Exercise requirements: What follows is a set of records, each of which is to be written out exactly.

Stored items:
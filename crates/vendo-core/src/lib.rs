//! # vendo-core: Pure Business Logic for Vendo
//!
//! This crate is the **heart** of Vendo. It contains all business logic
//! as pure functions and aggregates with zero I/O dependencies.
//!
//! ## Architecture Position
//! ```text
//! ┌─────────────────────────────────────────────────────────────────────────┐
//! │                         Vendo Architecture                              │
//! │                                                                         │
//! │  ┌─────────────────────────────────────────────────────────────────┐   │
//! │  │                 vendo-service (Orchestration)                   │   │
//! │  │     SaleService ──► CartService ──► ProductService              │   │
//! │  │          load ─► mutate ─► save ─► publish event                │   │
//! │  └─────────────────────────────┬───────────────────────────────────┘   │
//! │                                │                                        │
//! │  ┌─────────────────────────────▼───────────────────────────────────┐   │
//! │  │               ★ vendo-core (THIS CRATE) ★                       │   │
//! │  │                                                                 │   │
//! │  │   ┌───────────┐  ┌───────────┐  ┌───────────┐  ┌───────────┐  │   │
//! │  │   │   money   │  │ discount  │  │   sale    │  │   cart    │  │   │
//! │  │   │   Money   │  │  schedule │  │   Sale    │  │   Cart    │  │   │
//! │  │   │   rates   │  │  tiers    │  │ SaleItem  │  │ CartItem  │  │   │
//! │  │   └───────────┘  └───────────┘  └───────────┘  └───────────┘  │   │
//! │  │                                                                 │   │
//! │  │   NO I/O • NO DATABASE • NO NETWORK • PURE LOGIC               │   │
//! │  └─────────────────────────────┬───────────────────────────────────┘   │
//! │                                │                                        │
//! │  ┌─────────────────────────────▼───────────────────────────────────┐   │
//! │  │                    vendo-db (Database Layer)                    │   │
//! │  │              SQLite queries, migrations, repositories           │   │
//! │  └─────────────────────────────────────────────────────────────────┘   │
//! └─────────────────────────────────────────────────────────────────────────┘
//! ```
//!
//! ## Modules
//!
//! - [`money`] - Money over exact decimals (no floating point!)
//! - [`discount`] - The quantity-tiered discount schedule
//! - [`sale`] - Sale/SaleItem aggregate with cascading cancellation
//! - [`cart`] - Cart/CartItem aggregate
//! - [`product`] - Catalog products
//! - [`error`] - Domain error types
//! - [`validation`] - Field-level validation rules
//!
//! ## Design Principles
//!
//! 1. **Pure Logic**: Aggregates are plain in-memory values; no locking, no async
//! 2. **No I/O**: Database, network, file system access is FORBIDDEN here
//! 3. **Decimal Money**: All monetary values are exact decimals, never floats
//! 4. **Explicit Errors**: All errors are typed, never strings or panics
//! 5. **Validate First**: A returned error always means nothing was mutated
//!
//! ## Example Usage
//!
//! ```rust
//! use rust_decimal::Decimal;
//! use uuid::Uuid;
//! use vendo_core::{Money, Sale, SaleItem};
//!
//! // 5 units at $10.00 lands in the 10% tier: $50.00 − $5.00 = $45.00
//! let price = Money::new(Decimal::new(1000, 2));
//! let item = SaleItem::new(Uuid::new_v4(), 5, price).unwrap();
//! assert_eq!(item.total(), Money::new(Decimal::new(4500, 2)));
//!
//! let sale = Sale::new("S-0001", Uuid::new_v4(), Uuid::new_v4(), vec![item]).unwrap();
//! assert_eq!(sale.total_amount(), Money::new(Decimal::new(4500, 2)));
//! ```

// =============================================================================
// Module Declarations
// =============================================================================

pub mod cart;
pub mod discount;
pub mod error;
pub mod money;
pub mod product;
pub mod sale;
pub mod validation;

// =============================================================================
// Re-exports for Convenience
// =============================================================================
// These allow users to do `use vendo_core::Sale` instead of
// `use vendo_core::sale::Sale`

pub use cart::{Cart, CartItem};
pub use discount::DiscountRate;
pub use error::{DomainError, DomainResult, ValidationError};
pub use money::Money;
pub use product::Product;
pub use sale::{Sale, SaleItem};

// =============================================================================
// Crate-Level Constants
// =============================================================================

/// Minimum quantity for a sale line
pub const MIN_LINE_QUANTITY: i64 = 1;

/// Maximum quantity for a sale line
///
/// ## Business Reason
/// The discount schedule tops out at 20 units; larger orders need a quote,
/// not a walk-in sale. Quantities above this are rejected at construction.
pub const MAX_LINE_QUANTITY: i64 = 20;

/// First quantity earning the 10% discount tier
pub const DISCOUNT_TIER_MID: i64 = 4;

/// First quantity earning the 20% discount tier
pub const DISCOUNT_TIER_TOP: i64 = 10;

Written solution:
filename crates/vendo-core/src/lib.rs
//! # vendo-core: Pure Business Logic for Vendo
//!
//! This crate is the **heart** of Vendo. It contains all business logic
//! as pure functions and aggregates with zero I/O dependencies.
//!
//! ## Architecture Position
//! ```text
//! ┌─────────────────────────────────────────────────────────────────────────┐
//! │                         Vendo Architecture                              │
//! │                                                                         │
//! │  ┌─────────────────────────────────────────────────────────────────┐   │
//! │  │                 vendo-service (Orchestration)                   │   │
//! │  │     SaleService ──► CartService ──► ProductService              │   │
//! │  │          load ─► mutate ─► save ─► publish event                │   │
//! │  └─────────────────────────────┬───────────────────────────────────┘   │
//! │                                │                                        │
//! │  ┌─────────────────────────────▼───────────────────────────────────┐   │
//! │  │               ★ vendo-core (THIS CRATE) ★                       │   │
//! │  │                                                                 │   │
//! │  │   ┌───────────┐  ┌───────────┐  ┌───────────┐  ┌───────────┐  │   │
//! │  │   │   money   │  │ discount  │  │   sale    │  │   cart    │  │   │
//! │  │   │   Money   │  │  schedule │  │   Sale    │  │   Cart    │  │   │
//! │  │   │   rates   │  │  tiers    │  │ SaleItem  │  │ CartItem  │  │   │
//! │  │   └───────────┘  └───────────┘  └───────────┘  └───────────┘  │   │
//! │  │                                                                 │   │
//! │  │   NO I/O • NO DATABASE • NO NETWORK • PURE LOGIC               │   │
//! │  └─────────────────────────────┬───────────────────────────────────┘   │
//! │                                │                                        │
//! │  ┌─────────────────────────────▼───────────────────────────────────┐   │
//! │  │                    vendo-db (Database Layer)                    │   │
//! │  │              SQLite queries, migrations, repositories           │   │
//! │  └─────────────────────────────────────────────────────────────────┘   │
//! └─────────────────────────────────────────────────────────────────────────┘
//! ```
//!
//! ## Modules
//!
//! - [`money`] - Money over exact decimals (no floating point!)
//! - [`discount`] - The quantity-tiered discount schedule
//! - [`sale`] - Sale/SaleItem aggregate with cascading cancellation
//! - [`cart`] - Cart/CartItem aggregate
//! - [`product`] - Catalog products
//! - [`error`] - Domain error types
//! - [`validation`] - Field-level validation rules
//!
//! ## Design Principles
//!
//! 1. **Pure Logic**: Aggregates are plain in-memory values; no locking, no async
//! 2. **No I/O**: Database, network, file system access is FORBIDDEN here
//! 3. **Decimal Money**: All monetary values are exact decimals, never floats
//! 4. **Explicit Errors**: All errors are typed, never strings or panics
//! 5. **Validate First**: A returned error always means nothing was mutated
//!
//! ## Example Usage
//!
//! ```rust
//! use rust_decimal::Decimal;
//! use uuid::Uuid;
//! use vendo_core::{Money, Sale, SaleItem};
//!
//! // 5 units at $10.00 lands in the 10% tier: $50.00 − $5.00 = $45.00
//! let price = Money::new(Decimal::new(1000, 2));
//! let item = SaleItem::new(Uuid::new_v4(), 5, price).unwrap();
//! assert_eq!(item.total(), Money::new(Decimal::new(4500, 2)));
//!
//! let sale = Sale::new("S-0001", Uuid::new_v4(), Uuid::new_v4(), vec![item]).unwrap();
//! assert_eq!(sale.total_amount(), Money::new(Decimal::new(4500, 2)));
//! ```

// =============================================================================
// Module Declarations
// =============================================================================

pub mod cart;
pub mod discount;
pub mod error;
pub mod money;
pub mod product;
pub mod sale;
pub mod validation;

// =============================================================================
// Re-exports for Convenience
// =============================================================================
// These allow users to do `use vendo_core::Sale` instead of
// `use vendo_core::sale::Sale`

pub use cart::{Cart, CartItem};
pub use discount::DiscountRate;
pub use error::{DomainError, DomainResult, ValidationError};
pub use money::Money;
pub use product::Product;
pub use sale::{Sale, SaleItem};

// =============================================================================
// Crate-Level Constants
// =============================================================================

/// Minimum quantity for a sale line
pub const MIN_LINE_QUANTITY: i64 = 1;

/// Maximum quantity for a sale line
///
/// ## Business Reason
/// The discount schedule tops out at 20 units; larger orders need a quote,
/// not a walk-in sale. Quantities above this are rejected at construction.
pub const MAX_LINE_QUANTITY: i64 = 20;

/// First quantity earning the 10% discount tier
pub const DISCOUNT_TIER_MID: i64 = 4;

/// First quantity earning the 20% discount tier
pub const DISCOUNT_TIER_TOP: i64 = 10;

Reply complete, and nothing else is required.